### Problem
Copy, word for word, each line of the data below from the first through the line containing "if the issuer", and stop there.

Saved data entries
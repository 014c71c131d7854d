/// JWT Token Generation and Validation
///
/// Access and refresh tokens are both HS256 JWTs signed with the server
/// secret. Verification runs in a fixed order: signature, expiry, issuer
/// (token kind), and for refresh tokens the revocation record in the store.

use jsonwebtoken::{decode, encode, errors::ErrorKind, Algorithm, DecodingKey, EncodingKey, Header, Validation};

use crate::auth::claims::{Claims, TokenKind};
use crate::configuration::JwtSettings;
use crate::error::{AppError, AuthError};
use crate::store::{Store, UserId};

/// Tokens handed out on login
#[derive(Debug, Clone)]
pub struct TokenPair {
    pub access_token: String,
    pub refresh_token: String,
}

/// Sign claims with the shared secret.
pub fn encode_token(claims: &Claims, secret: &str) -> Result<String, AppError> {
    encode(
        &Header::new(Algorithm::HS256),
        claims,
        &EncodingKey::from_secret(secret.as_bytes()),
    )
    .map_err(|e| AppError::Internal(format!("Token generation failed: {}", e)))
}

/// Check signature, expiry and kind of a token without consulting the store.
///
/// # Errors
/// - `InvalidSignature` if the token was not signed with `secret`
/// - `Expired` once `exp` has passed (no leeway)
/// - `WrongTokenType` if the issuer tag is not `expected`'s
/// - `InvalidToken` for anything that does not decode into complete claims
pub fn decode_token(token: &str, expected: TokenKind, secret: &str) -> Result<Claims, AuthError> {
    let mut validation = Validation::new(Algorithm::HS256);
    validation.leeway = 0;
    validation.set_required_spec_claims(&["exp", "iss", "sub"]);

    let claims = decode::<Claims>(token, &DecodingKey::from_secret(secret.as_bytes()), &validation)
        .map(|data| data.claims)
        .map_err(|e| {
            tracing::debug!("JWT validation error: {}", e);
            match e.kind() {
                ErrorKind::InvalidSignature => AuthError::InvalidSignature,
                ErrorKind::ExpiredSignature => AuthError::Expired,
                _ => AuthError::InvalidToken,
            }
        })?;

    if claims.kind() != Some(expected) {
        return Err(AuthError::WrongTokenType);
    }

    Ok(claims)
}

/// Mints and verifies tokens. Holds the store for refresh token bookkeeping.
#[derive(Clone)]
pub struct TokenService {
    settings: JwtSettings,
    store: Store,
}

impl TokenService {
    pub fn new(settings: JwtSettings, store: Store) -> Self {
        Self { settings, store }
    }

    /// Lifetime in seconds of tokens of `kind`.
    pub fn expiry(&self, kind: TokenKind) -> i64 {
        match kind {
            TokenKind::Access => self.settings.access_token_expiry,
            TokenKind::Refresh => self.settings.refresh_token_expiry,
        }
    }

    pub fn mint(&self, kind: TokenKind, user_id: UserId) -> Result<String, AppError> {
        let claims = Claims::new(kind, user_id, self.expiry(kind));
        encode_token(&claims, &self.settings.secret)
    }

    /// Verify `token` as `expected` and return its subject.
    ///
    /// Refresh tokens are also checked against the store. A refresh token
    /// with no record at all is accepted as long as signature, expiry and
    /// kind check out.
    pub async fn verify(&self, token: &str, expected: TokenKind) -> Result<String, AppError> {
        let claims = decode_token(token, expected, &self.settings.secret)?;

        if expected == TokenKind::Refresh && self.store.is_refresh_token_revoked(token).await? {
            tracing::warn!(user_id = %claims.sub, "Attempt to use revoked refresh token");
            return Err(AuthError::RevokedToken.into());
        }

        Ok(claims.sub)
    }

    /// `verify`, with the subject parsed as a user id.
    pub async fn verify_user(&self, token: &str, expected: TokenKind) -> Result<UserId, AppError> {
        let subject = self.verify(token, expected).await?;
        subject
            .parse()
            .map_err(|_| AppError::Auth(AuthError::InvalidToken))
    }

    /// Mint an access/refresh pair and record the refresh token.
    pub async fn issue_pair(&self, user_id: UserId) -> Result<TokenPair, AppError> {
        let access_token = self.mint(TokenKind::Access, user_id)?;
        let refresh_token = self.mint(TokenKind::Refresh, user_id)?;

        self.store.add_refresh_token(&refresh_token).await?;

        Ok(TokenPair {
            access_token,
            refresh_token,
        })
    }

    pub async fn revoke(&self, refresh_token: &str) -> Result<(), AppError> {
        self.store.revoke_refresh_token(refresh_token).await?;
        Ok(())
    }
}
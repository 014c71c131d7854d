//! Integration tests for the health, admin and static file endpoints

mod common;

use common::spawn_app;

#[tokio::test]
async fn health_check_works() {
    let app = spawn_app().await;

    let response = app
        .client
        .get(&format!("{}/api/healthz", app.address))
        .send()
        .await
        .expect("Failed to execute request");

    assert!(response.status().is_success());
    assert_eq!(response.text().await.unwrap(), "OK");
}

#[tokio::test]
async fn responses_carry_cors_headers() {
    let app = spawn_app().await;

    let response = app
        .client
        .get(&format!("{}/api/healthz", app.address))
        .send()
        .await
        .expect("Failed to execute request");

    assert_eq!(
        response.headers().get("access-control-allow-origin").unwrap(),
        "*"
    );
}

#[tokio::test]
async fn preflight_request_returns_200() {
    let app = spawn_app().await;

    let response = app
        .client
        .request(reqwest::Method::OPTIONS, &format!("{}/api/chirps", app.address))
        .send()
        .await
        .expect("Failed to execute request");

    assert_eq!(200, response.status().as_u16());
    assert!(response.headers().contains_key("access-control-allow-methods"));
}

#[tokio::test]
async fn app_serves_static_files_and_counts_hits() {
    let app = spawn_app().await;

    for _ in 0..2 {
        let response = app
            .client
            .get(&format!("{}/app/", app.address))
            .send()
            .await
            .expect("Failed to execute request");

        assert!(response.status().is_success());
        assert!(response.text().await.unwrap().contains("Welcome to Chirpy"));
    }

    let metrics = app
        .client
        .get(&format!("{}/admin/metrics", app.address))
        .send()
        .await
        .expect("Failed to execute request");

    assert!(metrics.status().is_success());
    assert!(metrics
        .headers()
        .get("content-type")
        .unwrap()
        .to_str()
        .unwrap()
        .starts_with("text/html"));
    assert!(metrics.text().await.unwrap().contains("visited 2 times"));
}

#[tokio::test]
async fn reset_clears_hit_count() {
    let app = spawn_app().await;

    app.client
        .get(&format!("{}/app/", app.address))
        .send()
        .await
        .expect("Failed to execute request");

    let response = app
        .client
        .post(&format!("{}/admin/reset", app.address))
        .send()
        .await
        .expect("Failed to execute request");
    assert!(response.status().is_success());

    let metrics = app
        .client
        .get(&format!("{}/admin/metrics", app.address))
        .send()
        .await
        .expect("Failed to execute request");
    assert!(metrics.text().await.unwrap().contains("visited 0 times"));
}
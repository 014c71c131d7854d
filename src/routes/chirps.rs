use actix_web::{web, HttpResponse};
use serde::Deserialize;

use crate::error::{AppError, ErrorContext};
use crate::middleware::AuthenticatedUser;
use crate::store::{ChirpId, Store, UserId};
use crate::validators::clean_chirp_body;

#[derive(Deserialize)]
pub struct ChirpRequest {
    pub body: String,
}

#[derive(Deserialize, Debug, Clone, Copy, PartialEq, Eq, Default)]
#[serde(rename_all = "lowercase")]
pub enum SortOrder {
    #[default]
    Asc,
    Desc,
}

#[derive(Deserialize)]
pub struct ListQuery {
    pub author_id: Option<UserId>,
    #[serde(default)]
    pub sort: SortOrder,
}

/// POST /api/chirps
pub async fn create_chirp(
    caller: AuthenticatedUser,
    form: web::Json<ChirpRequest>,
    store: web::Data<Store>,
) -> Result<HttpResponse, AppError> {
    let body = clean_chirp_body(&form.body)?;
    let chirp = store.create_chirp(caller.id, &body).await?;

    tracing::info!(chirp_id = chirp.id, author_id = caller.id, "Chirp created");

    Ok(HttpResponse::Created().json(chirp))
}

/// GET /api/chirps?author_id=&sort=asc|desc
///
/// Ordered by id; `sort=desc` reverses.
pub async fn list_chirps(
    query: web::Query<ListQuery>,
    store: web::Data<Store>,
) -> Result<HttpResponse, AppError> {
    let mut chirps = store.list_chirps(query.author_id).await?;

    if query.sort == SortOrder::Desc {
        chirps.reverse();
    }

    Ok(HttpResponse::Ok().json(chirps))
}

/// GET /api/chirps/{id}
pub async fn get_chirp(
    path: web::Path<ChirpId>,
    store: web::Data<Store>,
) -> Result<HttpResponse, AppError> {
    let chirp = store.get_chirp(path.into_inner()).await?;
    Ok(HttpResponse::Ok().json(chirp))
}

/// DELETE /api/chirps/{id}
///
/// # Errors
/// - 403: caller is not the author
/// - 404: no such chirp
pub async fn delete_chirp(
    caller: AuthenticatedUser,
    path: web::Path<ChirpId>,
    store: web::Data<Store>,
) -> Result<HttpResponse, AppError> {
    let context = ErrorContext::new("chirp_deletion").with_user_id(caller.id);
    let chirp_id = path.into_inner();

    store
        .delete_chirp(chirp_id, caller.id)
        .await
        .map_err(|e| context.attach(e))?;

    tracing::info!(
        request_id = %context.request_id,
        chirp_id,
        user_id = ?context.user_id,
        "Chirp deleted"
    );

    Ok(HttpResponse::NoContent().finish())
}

### Answer section
repository 014c71c131d7854d
/// JWT Token Generation and Validation
///
/// Access and refresh tokens are both HS256 JWTs signed with the server
/// secret. Verification runs in a fixed order: signature, expiry, issuer
/// (token kind), and for refresh tokens the revocation record in the store.

use jsonwebtoken::{decode, encode, errors::ErrorKind, Algorithm, DecodingKey, EncodingKey, Header, Validation};

use crate::auth::claims::{Claims, TokenKind};
use crate::configuration::JwtSettings;
use crate::error::{AppError, AuthError};
use crate::store::{Store, UserId};

/// Tokens handed out on login
#[derive(Debug, Clone)]
pub struct TokenPair {
    pub access_token: String,
    pub refresh_token: String,
}

/// Sign claims with the shared secret.
pub fn encode_token(claims: &Claims, secret: &str) -> Result<String, AppError> {
    encode(
        &Header::new(Algorithm::HS256),
        claims,
        &EncodingKey::from_secret(secret.as_bytes()),
    )
    .map_err(|e| AppError::Internal(format!("Token generation failed: {}", e)))
}

/// Check signature, expiry and kind of a token without consulting the store.
///
/// # Errors
/// - `InvalidSignature` if the token was not signed with `secret`
/// - `Expired` once `exp` has passed (no leeway)
/// - `WrongTokenType` if the issuer tag is not `expected`'s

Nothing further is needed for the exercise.